In the digital age, a cyberattack is like a natural disaster – a persistent and unpredictable threat. Nearly two-thirds of U.S. organizations were targets of payments fraud in 2022, according to the 2023 Association for Financial Professionals (AFP) Payments Fraud Survey Report.
Targeting is down from 71% in 2021 and its peak in 2018, when 82% of surveyed businesses said they were victimized by some form of payments fraud. Increased diligence and preventative measures are having some success. But complacency is not an option for treasury and finance professionals if they want to stay ahead of fraudsters to mitigate business interruptions and financial losses.
What’s the best way to prevent getting scammed by payments fraud?
“Know your organization’s vulnerabilities and prepare for attacks,” says Dan Kautz , vice president Global Treasury Management at U.S. Bank. “Criminals will take advantage of your weaknesses regardless of the amount of money in your accounts.”
Those weaknesses include a lack of IT infrastructure, smaller staffs and fewer controls – all of which attract cybercriminals. Criminals’ tactics constantly evolve, and business email compromise (BEC) remains the most dangerous threat, with 71% of organizations having experienced it in 2022.
Payments fraud decreases overall, but most businesses still face attacks
After a steady increase from 2013 to 2018, the number of organizations that experienced attempted or actual payments fraud fell to 65% in 2022. While that is the smallest percentage since 2014, a significant majority of companies continue to be impacted.

The persistent realities of BEC
Fifty-three percent of all payments fraud was because of BEC, according to the survey.

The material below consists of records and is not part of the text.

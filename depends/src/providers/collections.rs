use crate::container::Lifecycle;
use crate::error::Result;
use crate::provider::{OverrideSlot, Provider};
use futures_util::future::BoxFuture;
use std::collections::BTreeMap;
use std::sync::Arc;

type Member<T> = Arc<dyn Provider<Output = T>>;

/// Resolves every member, in insertion order, into a `Vec`.
pub struct List<T> {
  members: Vec<Member<T>>,
  overridden: OverrideSlot<Vec<T>>,
}

impl<T: Clone + Send + Sync + 'static> List<T> {
  pub fn new() -> Self {
    Self {
      members: Vec::new(),
      overridden: OverrideSlot::new(),
    }
  }

  pub fn with<P>(mut self, provider: Arc<P>) -> Self
  where
    P: Provider<Output = T> + 'static,
  {
    self.members.push(provider);
    self
  }

  pub fn len(&self) -> usize {
    self.members.len()
  }

  pub fn is_empty(&self) -> bool {
    self.members.is_empty()
  }
}

impl<T: Clone + Send + Sync + 'static> Default for List<T> {
  fn default() -> Self {
    Self::new()
  }
}

impl<T: Clone + Send + Sync + 'static> Provider for List<T> {
  type Output = Vec<T>;

  fn resolve_sync(&self) -> Result<Vec<T>> {
    if let Some(values) = self.overridden.get() {
      return Ok(values);
    }
    self.members.iter().map(|member| member.resolve_sync()).collect()
  }

  fn resolve_async(&self) -> BoxFuture<'_, Result<Vec<T>>> {
    Box::pin(async move {
      if let Some(values) = self.overridden.get() {
        return Ok(values);
      }
      let mut values = Vec::with_capacity(self.members.len());
      for member in &self.members {
        values.push(member.resolve_async().await?);
      }
      Ok(values)
    })
  }

  fn requires_async(&self) -> bool {
    !self.overridden.is_set() && self.members.iter().any(|member| member.requires_async())
  }

  fn override_with(&self, values: Vec<T>) {
    self.overridden.set(values);
  }

  fn reset_override(&self) {
    self.overridden.clear();
  }
}

impl<T: Clone + Send + Sync + 'static> Lifecycle for List<T> {}

/// Resolves every member into a map keyed by the name it was added under.
pub struct Dict<T> {
  members: BTreeMap<String, Member<T>>,
  overridden: OverrideSlot<BTreeMap<String, T>>,
}

impl<T: Clone + Send + Sync + 'static> Dict<T> {
  pub fn new() -> Self {
    Self {
      members: BTreeMap::new(),
      overridden: OverrideSlot::new(),
    }
  }

  pub fn with<P>(mut self, key: impl Into<String>, provider: Arc<P>) -> Self
  where
    P: Provider<Output = T> + 'static,
  {
    self.members.insert(key.into(), provider);
    self
  }

  pub fn len(&self) -> usize {
    self.members.len()
  }

  pub fn is_empty(&self) -> bool {
    self.members.is_empty()
  }
}

impl<T: Clone + Send + Sync + 'static> Default for Dict<T> {
  fn default() -> Self {
    Self::new()
  }
}

impl<T: Clone + Send + Sync + 'static> Provider for Dict<T> {
  type Output = BTreeMap<String, T>;

  fn resolve_sync(&self) -> Result<BTreeMap<String, T>> {
    if let Some(values) = self.overridden.get() {
      return Ok(values);
    }
    self
      .members
      .iter()
      .map(|(key, member)| Ok((key.clone(), member.resolve_sync()?)))
      .collect()
  }

  fn resolve_async(&self) -> BoxFuture<'_, Result<BTreeMap<String, T>>> {
    Box::pin(async move {
      if let Some(values) = self.overridden.get() {
        return Ok(values);
      }
      let mut values = BTreeMap::new();
      for (key, member) in &self.members {
        values.insert(key.clone(), member.resolve_async().await?);
      }
      Ok(values)
    })
  }

  fn requires_async(&self) -> bool {
    !self.overridden.is_set() && self.members.values().any(|member| member.requires_async())
  }

  fn override_with(&self, values: BTreeMap<String, T>) {
    self.overridden.set(values);
  }

  fn reset_override(&self) {
    self.overridden.clear();
  }
}

impl<T: Clone + Send + Sync + 'static> Lifecycle for Dict<T> {}
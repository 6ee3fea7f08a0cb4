//! Scope records: the memoization and cleanup state of one provider in one scope.

use crate::error::{BoxError, Error, FirstFailure, Result};
use crate::lock::CreationLock;
use futures_util::future::BoxFuture;
use parking_lot::RwLock;
use std::any::Any;
use std::future::Future;
use std::sync::Arc;

/// A release step registered alongside a constructed instance.
pub(crate) enum CleanupAction {
  Sync(Box<dyn FnOnce() -> Result<(), BoxError> + Send + Sync>),
  Async(Box<dyn FnOnce() -> BoxFuture<'static, Result<(), BoxError>> + Send + Sync>),
}

impl CleanupAction {
  fn is_async(&self) -> bool {
    matches!(self, CleanupAction::Async(_))
  }
}

/// An instance together with its cleanup stack. Stored as one value so the
/// instance is never observable without its release actions.
struct Materialized<T> {
  instance: T,
  cleanup_stack: Vec<CleanupAction>,
}

impl<T> Materialized<T> {
  fn is_async(&self) -> bool {
    self.cleanup_stack.iter().any(CleanupAction::is_async)
  }
}

/// The outcome of one construction within one scope.
pub(crate) struct ScopeRecord<T> {
  label: &'static str,
  is_async: bool,
  slot: RwLock<Option<Materialized<T>>>,
  creation_lock: CreationLock,
}

impl<T: Clone + Send + Sync + 'static> ScopeRecord<T> {
  pub(crate) fn new(label: &'static str, is_async: bool) -> Self {
    Self {
      label,
      is_async,
      slot: RwLock::new(None),
      creation_lock: CreationLock::new(),
    }
  }

  /// Whether the owning scope permits asynchronous initializers.
  pub(crate) fn is_async(&self) -> bool {
    self.is_async
  }

  pub(crate) fn instance(&self) -> Option<T> {
    self.slot.read().as_ref().map(|m| m.instance.clone())
  }

  fn store(&self, instance: T, cleanup: Option<CleanupAction>) {
    let cleanup_stack = cleanup.into_iter().collect();
    *self.slot.write() = Some(Materialized {
      instance,
      cleanup_stack,
    });
    tracing::debug!(provider = self.label, "instance constructed");
  }

  /// Returns the memoized instance, constructing it first if needed.
  ///
  /// The flag is `true` when this call performed the construction. Fails with
  /// [`Error::SynchronousResolution`] instead of blocking while an
  /// asynchronous construction of the same record is in flight.
  pub(crate) fn materialize_sync<F>(&self, construct: F) -> Result<(T, bool)>
  where
    F: FnOnce() -> Result<(T, Option<CleanupAction>)>,
  {
    if let Some(instance) = self.instance() {
      return Ok((instance, false));
    }

    let Some(_guard) = self.creation_lock.lock_sync() else {
      tracing::debug!(provider = self.label, "async construction in flight, refusing to block");
      return Err(Error::SynchronousResolution {
        provider: self.label,
      });
    };
    if let Some(instance) = self.instance() {
      return Ok((instance, false));
    }

    let (instance, cleanup) = construct()?;
    self.store(instance.clone(), cleanup);
    Ok((instance, true))
  }

  /// Async counterpart of [`ScopeRecord::materialize_sync`].
  pub(crate) async fn materialize<F, Fut>(&self, construct: F) -> Result<(T, bool)>
  where
    F: FnOnce() -> Fut,
    Fut: Future<Output = Result<(T, Option<CleanupAction>)>>,
  {
    if let Some(instance) = self.instance() {
      return Ok((instance, false));
    }

    let _guard = self.creation_lock.lock().await;
    if let Some(instance) = self.instance() {
      return Ok((instance, false));
    }

    let (instance, cleanup) = construct().await?;
    self.store(instance.clone(), cleanup);
    Ok((instance, true))
  }
}

/// Type-erased view of a `ScopeRecord`, as held by container contexts.
pub(crate) trait ErasedRecord: Send + Sync {
  fn label(&self) -> &'static str;

  /// Releases the instance without suspending. Fails with
  /// [`Error::AsyncInSyncContext`] and keeps the instance when any release
  /// step is asynchronous or an asynchronous construction is in flight.
  fn tear_down_sync(&self) -> Result<()>;

  fn tear_down(&self) -> BoxFuture<'_, Result<()>>;

  fn into_any(self: Arc<Self>) -> Arc<dyn Any + Send + Sync>;
}

impl<T: Clone + Send + Sync + 'static> ErasedRecord for ScopeRecord<T> {
  fn label(&self) -> &'static str {
    self.label
  }

  fn tear_down_sync(&self) -> Result<()> {
    let Some(_guard) = self.creation_lock.lock_sync() else {
      return Err(Error::AsyncInSyncContext {
        provider: self.label,
      });
    };
    let materialized = {
      let mut slot = self.slot.write();
      if slot.as_ref().is_some_and(Materialized::is_async) {
        return Err(Error::AsyncInSyncContext {
          provider: self.label,
        });
      }
      slot.take()
    };
    let Some(materialized) = materialized else {
      return Ok(());
    };

    let mut failures = FirstFailure::default();
    for action in materialized.cleanup_stack.into_iter().rev() {
      if let CleanupAction::Sync(release) = action {
        failures.absorb(release().map_err(|source| Error::Release {
          provider: self.label,
          source,
        }));
      }
    }
    tracing::debug!(provider = self.label, "instance released");
    failures.into_result()
  }

  fn tear_down(&self) -> BoxFuture<'_, Result<()>> {
    Box::pin(async move {
      let _guard = self.creation_lock.lock().await;
      let materialized = self.slot.write().take();
      let Some(materialized) = materialized else {
        return Ok(());
      };

      let mut failures = FirstFailure::default();
      for action in materialized.cleanup_stack.into_iter().rev() {
        let released = match action {
          CleanupAction::Sync(release) => release(),
          CleanupAction::Async(release) => release().await,
        };
        failures.absorb(released.map_err(|source| Error::Release {
          provider: self.label,
          source,
        }));
      }
      tracing::debug!(provider = self.label, "instance released");
      failures.into_result()
    })
  }

  fn into_any(self: Arc<Self>) -> Arc<dyn Any + Send + Sync> {
    self
  }
}
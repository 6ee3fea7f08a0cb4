//! Core, non-public identity types shared by providers, contexts and the container.

use std::any::{Any, TypeId};
use std::fmt;
use std::sync::atomic::{AtomicU64, Ordering};

static NEXT_PROVIDER_ID: AtomicU64 = AtomicU64::new(1);

/// Identity of one provider instance.
///
/// Container contexts key their scope records by this identity, so two
/// providers over the same output type never share a record.
#[derive(Clone, Copy, PartialEq, Eq, Hash)]
pub struct ProviderId(u64);

impl ProviderId {
  pub(crate) fn next() -> Self {
    Self(NEXT_PROVIDER_ID.fetch_add(1, Ordering::Relaxed))
  }
}

impl fmt::Debug for ProviderId {
  fn fmt(&self, f: &mut fmt::Formatter<'_>) -> fmt::Result {
    write!(f, "ProviderId({})", self.0)
  }
}

#[derive(Clone, PartialEq, Eq, Hash)]
pub(crate) struct InjectionKey {
  pub(crate) type_id: TypeId,
  pub(crate) type_name: &'static str,
  pub(crate) name: Option<String>,
}

impl InjectionKey {
  pub(crate) fn new<T: ?Sized + Any>(name: Option<&str>) -> Self {
    Self {
      type_id: TypeId::of::<T>(),
      type_name: std::any::type_name::<T>(),
      name: name.map(str::to_owned),
    }
  }
}

impl fmt::Debug for InjectionKey {
  fn fmt(&self, f: &mut fmt::Formatter<'_>) -> fmt::Result {
    match &self.name {
      Some(name) => write!(f, "Key({}, Name({}))", self.type_name, name),
      None => write!(f, "Key({})", self.type_name),
    }
  }
}

/// Human-readable label used in errors and logs.
pub(crate) fn label_of<T: ?Sized>() -> &'static str {
  std::any::type_name::<T>()
}
//! The concrete providers.

mod collections;
mod context_resource;
mod factory;
mod field;
mod object;
mod resource;
mod selector;
mod singleton;

pub use collections::{Dict, List};
pub use context_resource::ContextResource;
pub use factory::Factory;
pub use field::FieldAccess;
pub use object::Object;
pub use resource::{Initializer, InitializerBuilder, Resource};
pub use selector::Selector;
pub use singleton::Singleton;
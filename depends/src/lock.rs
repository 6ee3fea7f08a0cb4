use parking_lot::Mutex;
use std::collections::VecDeque;
use std::future::Future;
use std::pin::Pin;
use std::task::{Context, Poll, Waker};
use std::thread::{self, Thread};

/// A waiter parked on a `CreationLock`.
enum Waiter {
  Sync(Thread),
  Async(Waker),
}

impl Waiter {
  fn wake(self) {
    match self {
      Waiter::Sync(thread) => thread.unpark(),
      Waiter::Async(waker) => waker.wake(),
    }
  }
}

/// Who holds a `CreationLock`.
#[derive(Clone, Copy, PartialEq, Eq, Debug)]
enum Holder {
  Blocking,
  Suspending,
}

struct LockState {
  holder: Option<Holder>,
  waiters: VecDeque<Waiter>,
}

/// A mutual-exclusion lock that guards first-time construction of a scope record.
///
/// Blocking callers park their thread, async callers register a waker and
/// suspend. Both flavors contend on the same state, and the guard is `Send`,
/// so an async caller may hold it across await points.
///
/// A blocking caller never parks behind an async holder: that holder may be
/// waiting to be polled by the very thread that would park.
pub(crate) struct CreationLock {
  state: Mutex<LockState>,
}

impl CreationLock {
  pub(crate) fn new() -> Self {
    Self {
      state: Mutex::new(LockState {
        holder: None,
        waiters: VecDeque::new(),
      }),
    }
  }

  /// Acquires the lock, blocking the current thread while another blocking
  /// caller holds it.
  ///
  /// Returns `None` without blocking when an async caller holds the lock.
  pub(crate) fn lock_sync(&self) -> Option<CreationGuard<'_>> {
    loop {
      {
        let mut state = self.state.lock();
        match state.holder {
          None => {
            state.holder = Some(Holder::Blocking);
            return Some(CreationGuard { lock: self });
          }
          Some(Holder::Suspending) => return None,
          Some(Holder::Blocking) => state.waiters.push_back(Waiter::Sync(thread::current())),
        }
      }
      // Spurious unparks just loop back to the check.
      thread::park();
    }
  }

  /// Acquires the lock without blocking the thread.
  pub(crate) fn lock(&self) -> LockFuture<'_> {
    LockFuture { lock: self }
  }

  #[cfg(test)]
  pub(crate) fn is_locked(&self) -> bool {
    self.state.lock().holder.is_some()
  }

  fn unlock(&self) {
    let waiters: Vec<Waiter> = {
      let mut state = self.state.lock();
      state.holder = None;
      state.waiters.drain(..).collect()
    };
    // Every waiter re-checks, so a waiter whose task was cancelled can't
    // swallow the only wakeup.
    for waiter in waiters {
      waiter.wake();
    }
  }
}

/// RAII guard for a held `CreationLock`.
#[must_use = "the creation lock is released as soon as the guard is dropped"]
pub(crate) struct CreationGuard<'a> {
  lock: &'a CreationLock,
}

impl Drop for CreationGuard<'_> {
  fn drop(&mut self) {
    self.lock.unlock();
  }
}

/// The `Future` returned by `CreationLock::lock()`.
#[must_use = "futures do nothing unless you .await or poll them"]
pub(crate) struct LockFuture<'a> {
  lock: &'a CreationLock,
}

impl<'a> Future for LockFuture<'a> {
  type Output = CreationGuard<'a>;

  fn poll(self: Pin<&mut Self>, cx: &mut Context<'_>) -> Poll<Self::Output> {
    let lock = self.lock;
    let mut state = lock.state.lock();
    if state.holder.is_none() {
      state.holder = Some(Holder::Suspending);
      return Poll::Ready(CreationGuard { lock });
    }

    let already_queued = state
      .waiters
      .iter()
      .any(|w| matches!(w, Waiter::Async(waker) if waker.will_wake(cx.waker())));
    if !already_queued {
      state.waiters.push_back(Waiter::Async(cx.waker().clone()));
    }

    Poll::Pending
  }
}
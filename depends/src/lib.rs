//! # Fibre Depends
//!
//! Lazy, memoizing dependency providers with scoped resource lifecycles, for
//! synchronous and asynchronous Rust alike.
//!
//! A provider produces a value on demand. Providers take other providers as
//! dependencies, so an application's object graph is a tree of providers
//! resolved from the leaves up, either blocking (`resolve_sync`) or
//! suspending (`resolve_async`).
//!
//! ## Core Concepts
//!
//! - **Factory**: builds a fresh value on every resolution.
//! - **Singleton**: builds once for the whole process; concurrent first
//!   resolutions from threads and tasks construct exactly once.
//! - **Resource**: a process-wide singleton with a release step.
//! - **ContextResource**: one instance per [`ContainerContext`], released
//!   in reverse construction order when the context exits.
//! - **ContainerContext**: an ambient, nestable scope. It follows the logical
//!   call chain, so two concurrent requests never see each other's instances.
//! - **Overrides**: any provider can be forced to return a fixed value, for
//!   tests and configuration.
//! - **Container**: a registry of providers, with a process-wide instance
//!   reachable through [`global()`] and the `provider!` / `resolve!` macros.
//!
//! ## Quick Start
//!
//! ```
//! use fibre_depends::{ContainerContext, ContextResource, Initializer, Object, Provider, Singleton};
//! use std::sync::Arc;
//!
//! // Process-wide configuration and a shared client built from it.
//! let url = Arc::new(Object::new(String::from("postgres://localhost")));
//! let pool = Arc::new(Singleton::new((url,), |(url,)| Arc::new(format!("pool for {url}"))));
//!
//! // A per-request session that is released when the request ends.
//! let session = ContextResource::new(Initializer::new(
//!   (pool,),
//!   |(pool,)| Ok(format!("session on {pool}")),
//!   |_session| Ok(()),
//! ));
//!
//! let described = ContainerContext::new()
//!   .run(|| session.resolve_sync())
//!   .unwrap()
//!   .unwrap();
//! assert_eq!(described, "session on pool for postgres://localhost");
//!
//! // Outside of a context there is no session to hand out.
//! assert!(session.resolve_sync().is_err());
//! ```

mod container;
mod context;
mod core;
mod error;
mod global;
mod lock;
mod macros;
mod provider;
mod providers;
mod record;

pub use container::{Container, Lifecycle};
pub use context::{fetch_context_item, ContainerContext, ContextFuture, InContainerContext};
pub use crate::core::ProviderId;
pub use error::{BoxError, Error, Result};
pub use global::global;
pub use provider::{Dependencies, OverrideGuard, Provider, ProviderExt};
pub use providers::{
  ContextResource, Dict, Factory, FieldAccess, Initializer, InitializerBuilder, List, Object, Resource, Selector,
  Singleton,
};
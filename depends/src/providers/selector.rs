use crate::container::Lifecycle;
use crate::error::{Error, Result};
use crate::provider::{OverrideSlot, Provider};
use futures_util::future::BoxFuture;
use std::collections::HashMap;
use std::sync::Arc;

type Alternative<T> = Arc<dyn Provider<Output = T>>;

/// Delegates to one of several providers, picked by a key computed at
/// resolution time.
///
/// # Examples
///
/// ```
/// use fibre_depends::{Object, Provider, Selector};
/// use std::sync::Arc;
///
/// let storage = Selector::new(|| String::from("memory"))
///   .with("memory", Arc::new(Object::new("in-memory store")))
///   .with("disk", Arc::new(Object::new("on-disk store")));
///
/// assert_eq!(storage.resolve_sync().unwrap(), "in-memory store");
/// ```
pub struct Selector<T> {
  selector: Arc<dyn Fn() -> String + Send + Sync>,
  alternatives: HashMap<String, Alternative<T>>,
  overridden: OverrideSlot<T>,
}

impl<T: Clone + Send + Sync + 'static> Selector<T> {
  pub fn new<F>(selector: F) -> Self
  where
    F: Fn() -> String + Send + Sync + 'static,
  {
    Self {
      selector: Arc::new(selector),
      alternatives: HashMap::new(),
      overridden: OverrideSlot::new(),
    }
  }

  /// Adds an alternative, replacing any earlier one under the same key.
  pub fn with<P>(mut self, key: impl Into<String>, provider: Arc<P>) -> Self
  where
    P: Provider<Output = T> + 'static,
  {
    self.alternatives.insert(key.into(), provider);
    self
  }

  fn select(&self) -> Result<&Alternative<T>> {
    let key = (self.selector)();
    self.alternatives.get(&key).ok_or_else(|| Error::NoMatch(key.clone()))
  }
}

impl<T: Clone + Send + Sync + 'static> Provider for Selector<T> {
  type Output = T;

  fn resolve_sync(&self) -> Result<T> {
    if let Some(value) = self.overridden.get() {
      return Ok(value);
    }
    self.select()?.resolve_sync()
  }

  fn resolve_async(&self) -> BoxFuture<'_, Result<T>> {
    Box::pin(async move {
      if let Some(value) = self.overridden.get() {
        return Ok(value);
      }
      self.select()?.resolve_async().await
    })
  }

  fn requires_async(&self) -> bool {
    // An unmatched key fails the same way in either mode.
    !self.overridden.is_set() && self.select().is_ok_and(|alternative| alternative.requires_async())
  }

  fn override_with(&self, value: T) {
    self.overridden.set(value);
  }

  fn reset_override(&self) {
    self.overridden.clear();
  }
}

impl<T: Clone + Send + Sync + 'static> Lifecycle for Selector<T> {}
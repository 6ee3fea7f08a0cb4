use crate::container::Lifecycle;
use crate::core::label_of;
use crate::error::{BoxError, Error, Result};
use crate::provider::{Creator, Dependencies, OverrideSlot, Provider};
use crate::record::{ErasedRecord, ScopeRecord};
use futures_util::future::BoxFuture;
use std::future::Future;

/// Constructs its value once and keeps it for the life of the process, or
/// until [`Singleton::tear_down`].
///
/// Concurrent first resolutions, from threads or tasks, run the factory
/// exactly once and all observe the same instance.
///
/// # Examples
///
/// ```
/// use fibre_depends::{Object, Provider, Singleton};
/// use std::sync::Arc;
///
/// let x = Arc::new(Object::new(1));
/// let y = Arc::new(Object::new(2));
/// let sum = Singleton::new((x, y), |(x, y)| x + y);
///
/// assert_eq!(sum.resolve_sync().unwrap(), 3);
/// ```
pub struct Singleton<D: Dependencies, T> {
  dependencies: D,
  creator: Creator<D::Output, T>,
  record: ScopeRecord<T>,
  overridden: OverrideSlot<T>,
}

impl<D, T> Singleton<D, T>
where
  D: Dependencies,
  T: Clone + Send + Sync + 'static,
{
  fn with_creator(dependencies: D, creator: Creator<D::Output, T>) -> Self {
    Self {
      dependencies,
      creator,
      record: ScopeRecord::new(label_of::<T>(), true),
      overridden: OverrideSlot::new(),
    }
  }

  pub fn new<F>(dependencies: D, factory: F) -> Self
  where
    F: Fn(D::Output) -> T + Send + Sync + 'static,
  {
    Self::with_creator(dependencies, Creator::from_fn(factory))
  }

  pub fn try_new<F>(dependencies: D, factory: F) -> Self
  where
    F: Fn(D::Output) -> Result<T, BoxError> + Send + Sync + 'static,
  {
    Self::with_creator(dependencies, Creator::from_try_fn(factory))
  }

  /// A singleton over an async function. It can only be resolved asynchronously.
  pub fn new_async<F, Fut>(dependencies: D, factory: F) -> Self
  where
    F: Fn(D::Output) -> Fut + Send + Sync + 'static,
    Fut: Future<Output = T> + Send + 'static,
  {
    Self::with_creator(dependencies, Creator::from_async_fn(factory))
  }

  pub fn try_new_async<F, Fut>(dependencies: D, factory: F) -> Self
  where
    F: Fn(D::Output) -> Fut + Send + Sync + 'static,
    Fut: Future<Output = Result<T, BoxError>> + Send + 'static,
  {
    Self::with_creator(dependencies, Creator::from_try_async_fn(factory))
  }

  /// The cached instance, if one has been constructed.
  pub fn instance(&self) -> Option<T> {
    self.record.instance()
  }

  /// Drops the cached instance so the next resolution constructs a new one.
  pub async fn tear_down(&self) -> Result<()> {
    self.record.tear_down().await
  }

  pub fn tear_down_sync(&self) -> Result<()> {
    self.record.tear_down_sync()
  }
}

impl<D, T> Provider for Singleton<D, T>
where
  D: Dependencies,
  T: Clone + Send + Sync + 'static,
{
  type Output = T;

  fn resolve_sync(&self) -> Result<T> {
    if let Some(value) = self.overridden.get() {
      return Ok(value);
    }
    let label = label_of::<T>();
    if self.creator.is_async() {
      return Err(Error::SynchronousResolution { provider: label });
    }
    if let Some(instance) = self.record.instance() {
      return Ok(instance);
    }
    if self.dependencies.requires_async() {
      return Err(Error::SynchronousResolution { provider: label });
    }
    let (instance, _) = self.record.materialize_sync(|| {
      let args = self.dependencies.resolve_sync()?;
      Ok((self.creator.create_sync(args, label)?, None))
    })?;
    Ok(instance)
  }

  fn resolve_async(&self) -> BoxFuture<'_, Result<T>> {
    Box::pin(async move {
      if let Some(value) = self.overridden.get() {
        return Ok(value);
      }
      let label = label_of::<T>();
      let (instance, _) = self
        .record
        .materialize(|| async move {
          let args = self.dependencies.resolve_async().await?;
          Ok((self.creator.create(args, label).await?, None))
        })
        .await?;
      Ok(instance)
    })
  }

  fn requires_async(&self) -> bool {
    !self.overridden.is_set() && (self.creator.is_async() || self.dependencies.requires_async())
  }

  fn override_with(&self, value: T) {
    self.overridden.set(value);
  }

  fn reset_override(&self) {
    self.overridden.clear();
  }
}

impl<D, T> Lifecycle for Singleton<D, T>
where
  D: Dependencies,
  T: Clone + Send + Sync + 'static,
{
  fn tear_down(&self) -> BoxFuture<'_, Result<()>> {
    Box::pin(Singleton::tear_down(self))
  }

  fn tear_down_sync(&self) -> Result<()> {
    Singleton::tear_down_sync(self)
  }
}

“These are legitimate payments, and that makes them very difficult to detect,” Kautz says of BEC attacks, wherein criminals persuade employees to initiate wire, check or credit card payments by sending fraudulent emails.
The emails appear to be from genuine customers, vendors or executives. They may ask for bank account numbers or routing codes. They can also include requests for personally identifiable information (PII) or Wage and Tax Statement (W-2) forms for employees.
Enterprises with at least $1 billion in annual revenue were more susceptible to BEC scams, according to the survey. Companies with less than $1 billion in annual revenue were more likely to be defrauded by individuals outside their organizations.
The greater threat to those organizations comes from the theft of personal and confidential information. Damages from these thefts can be difficult to measure, ranging from financial penalties to legal and regulatory actions.